Skip to content

Solution Pattern - SQL Server Family - Data Vault Hub

This Solution Pattern shows how to load a Data Vault Hub table with a single, set-based SQL statement. It is a metadata-driven implementation of the Design Pattern - Data Vault - Hub.

The Hub stores the unique business keys that identify a Core Business Concept, such as customers, products, or orders. Loading a Hub is an insert-only process: each business key is recorded once, the first time it is encountered, and never changes afterwards. Implementing this as one set-based statement keeps the process modular, repeatable, and easy to generate from solution metadata.

This pattern applies to SQL-based Hub loads in the integration layer, where business keys are selected from a Persistent Staging Area (or Landing Area) and inserted into the target Hub if they are not yet present. The example uses a natural business key style surrogate key — a delimited concatenation of the business key — but the same structure supports hash or integer key distribution.

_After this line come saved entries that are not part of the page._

//! Tier block type.
//!
//! This module provides the `TierBlock` struct representing one
//! `Show # $type->divination $tier->...` block of a filter's
//! divination-card section.

use crate::{tiers, TierRarity};

/// One tier block from a filter's divination-card section.
///
/// A block carries the tier it was declared under and the card names
/// listed on its `BaseType` line(s), in file order. Names are not
/// deduplicated here; the same card may repeat if the filter repeats
/// it. Blocks live only for the duration of a single parse call.
///
/// # Examples
///
/// ```
/// use divcard_types::{Rarity, TierBlock, TierRarity};
///
/// let mut block = TierBlock::new("T1");
/// block.card_names.push("The Doctor".to_string());
///
/// assert_eq!(block.tier_name, "t1");
/// assert_eq!(block.rarity, TierRarity::Rated(Rarity::ExtremelyRare));
/// ```
#[derive(Debug, Clone, PartialEq, Eq)]
#[cfg_attr(feature = "serde", derive(serde::Serialize, serde::Deserialize))]
pub struct TierBlock {
    /// Tier identifier from the block header, lower-cased.
    pub tier_name: String,
    /// Rarity outcome resolved from the tier name. Unknown vocabulary
    /// resolves to `Ignored`.
    pub rarity: TierRarity,
    /// Card names declared under this block, in file order.
    pub card_names: Vec<String>,
}

impl TierBlock {
    /// Creates an empty block for the given tier identifier.
    ///
    /// The identifier is lower-cased and resolved against the tier
    /// vocabulary; unknown identifiers yield an ignored block.
    pub fn new(tier_name: &str) -> Self {
        let tier_name = tier_name.to_ascii_lowercase();
        let rarity = tiers::classify(&tier_name).unwrap_or(TierRarity::Ignored);
        Self {
            tier_name,
            rarity,
            card_names: Vec::new(),
        }
    }

    /// Returns true if this block contributes nothing to a rarity map.
    pub fn is_ignored(&self) -> bool {
        self.rarity.is_ignored()
    }

    /// Returns true if the block's tier identifier is absent from the
    /// tier vocabulary (as opposed to a recognized stack tier).
    pub fn is_unknown_tier(&self) -> bool {
        tiers::classify(&self.tier_name).is_none()
    }
}
//! Parse result type.
//!
//! This module provides the `ParseResult` struct, the final outcome of
//! extracting divination-card rarities from one filter file.

use std::collections::BTreeMap;

use crate::Rarity;

/// Result of parsing one loot filter for divination-card rarities.
///
/// A `BTreeMap` keeps iteration order deterministic, so parsing the
/// same content twice yields identical output byte for byte.
///
/// A located section whose tiers are all ignored is still "found":
/// `has_divination_section` is true while the map stays empty. The
/// reverse implication does hold - a missing section always comes with
/// an empty map.
///
/// # Examples
///
/// ```
/// use std::collections::BTreeMap;
/// use divcard_types::{ParseResult, Rarity};
///
/// let mut rarities = BTreeMap::new();
/// rarities.insert("The Doctor".to_string(), Rarity::ExtremelyRare);
/// let result = ParseResult::found(rarities);
///
/// assert!(result.has_divination_section);
/// assert_eq!(result.total_cards(), 1);
/// ```
#[derive(Debug, Clone, PartialEq, Eq)]
#[cfg_attr(feature = "serde", derive(serde::Serialize, serde::Deserialize))]
pub struct ParseResult {
    /// Final card name to rarity mapping; unique keys, rarities 1..=4 only.
    pub card_rarities: BTreeMap<String, Rarity>,
    /// Whether the filter carried a locatable divination-card section.
    pub has_divination_section: bool,
}

impl ParseResult {
    /// Creates the negative result: no usable divination-card section.
    ///
    /// Used both for structurally absent sections and by the read
    /// boundary when file content could not be obtained at all.
    pub fn not_found() -> Self {
        Self {
            card_rarities: BTreeMap::new(),
            has_divination_section: false,
        }
    }

    /// Creates a positive result from a finished rarity map.
    ///
    /// The map may be empty when the section contained only ignored
    /// tiers.
    pub fn found(card_rarities: BTreeMap<String, Rarity>) -> Self {
        Self {
            card_rarities,
            has_divination_section: true,
        }
    }

    /// Number of cards with a derived rarity.
    ///
    /// Always equal to the size of `card_rarities`.
    pub fn total_cards(&self) -> usize {
        self.card_rarities.len()
    }
}
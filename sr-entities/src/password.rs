use std::str::FromStr;

use pwhash::bcrypt;
use thiserror::Error;

const MIN_LENGTH: usize = 6;

/// A salted hash of a user password.
///
/// Plaintext passwords never leave the constructor.
#[derive(Debug, Clone, Eq, PartialEq)]
pub struct Password(String);

#[derive(Debug, Error)]
#[error("Invalid password")]
pub struct ParseError;

impl Password {
    /// Wrap an already hashed password, e.g. loaded from the database.
    pub const fn from_hash(hash: String) -> Self {
        Self(hash)
    }

    pub fn verify(&self, plain: &str) -> bool {
        bcrypt::verify(plain, &self.0)
    }
}

impl FromStr for Password {
    type Err = ParseError;
    fn from_str(plain: &str) -> Result<Self, Self::Err> {
        if plain.len() < MIN_LENGTH || plain.chars().all(char::is_whitespace) {
            return Err(ParseError);
        }
        let hash = bcrypt::hash(plain).map_err(|_| ParseError)?;
        Ok(Self(hash))
    }
}

impl AsRef<str> for Password {
    fn as_ref(&self) -> &str {
        &self.0
    }
}

impl From<Password> for String {
    fn from(from: Password) -> Self {
        from.0
    }
}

The statement inserts the business keys that do not yet exist in the target Hub, keeping the earliest arrival per key:

  • The innermost query selects the business key and inscription timestamp from the source, with a key lookup (LEFT OUTER JOIN against the target Hub) so that only keys not yet present are selected. Records without a business key are excluded.
  • A ROW_NUMBER window function partitions by business key and orders by inscription timestamp, establishing the arrival order of each key.
  • The outer filter keeps only the first arrival (Arrival_Order = 1), so a key that appears multiple times in the source is inserted once, with its earliest inscription timestamp.
  • The surrogate key is derived from the business key: the value is trimmed, converted to a consistent string representation, protected against NULL with a sentinel value, and suffixed with a delimiter.
/*******************************************************************************
* Data Engine Thinking
*******************************************************************************
*
* Purpose:
* - SQL example for Hub Solution pattern example.
*
* Disclaimer:
* - See disclaimer.md in the repository root.
*
******************************************************************************/
INSERT INTO [Hub_Customer]
(
[Customer_Sk],
[Audit_Trail_Id],
[Inscription_Timestamp],
[Customer_Id]
)
SELECT
COALESCE(TRIM(CONVERT(NVARCHAR(MAX), Customer_Id)), '~!@|N/A') + '\@|' AS [Customer_Sk],
0 AS [Audit_Trail_Id],
[Inscription_Timestamp],
[Customer_Id]
FROM
(
SELECT
sub.*,
ROW_NUMBER() OVER (PARTITION BY
[Customer_Id]
ORDER BY [Inscription_Timestamp]
) AS Arrival_Order
FROM
(
SELECT
psa.[Code] AS [Customer_Id],
psa.[Inscription_Timestamp]
FROM [PSA_Sales] psa
LEFT OUTER JOIN [Hub_Customer] hub
ON psa.[Code] = hub.[Customer_Id]
WHERE
psa.[Code] IS NOT NULL AND hub.[Customer_Id] IS NULL
) sub
) supersub
WHERE Arrival_Order = 1
  • Generate the statement from metadata: the source and target data object names, the business key mapping, and the surrogate key definition are supplied by the solution metadata, so the same template serves every Hub load.
  • Standardise the surrogate key derivation — trimming, data type conversion, NULL sentinel, and delimiter — across the entire solution, so that every process that references the same business key produces the same key value.
  • Keep the process insert-only. Existing keys are filtered out by the key lookup, so the statement can be re-run safely.
  • Retain the earliest inscription timestamp per business key. The ROW_NUMBER approach shown here achieves this; a MIN with GROUP BY is an equivalent alternative.
  • Source the audit trail identifier from the data logistics control framework. The example uses a placeholder value of 0; in a metadata-generated process this is supplied by the framework at runtime.
  • When multiple sources load the same Hub, deploy one process per source. The processes are identical except for the business key mapping, and can run in parallel provided duplicate-insert protection is in place.
  • The natural business key style surrogate (a delimited string) keeps the key human-readable and avoids a lookup or hashing step, at the cost of wider keys. Hash keys or integer sequences can be substituted without changing the statement structure.
  • The NULL sentinel guards the surrogate key derivation, but the example also excludes records without a business key. Decide deliberately whether keyless records should be excluded or captured under a dedicated zero key.
  • Concurrent processes loading the same Hub can attempt to insert the same key at the same time. The key lookup alone does not protect against this race; database-level constraints or process orchestration must guarantee uniqueness.
  • The key lookup reads the full target Hub on each run. Hubs are narrow tables, so this is rarely a problem, but indexing the business key column keeps the lookup efficient as the Hub grows.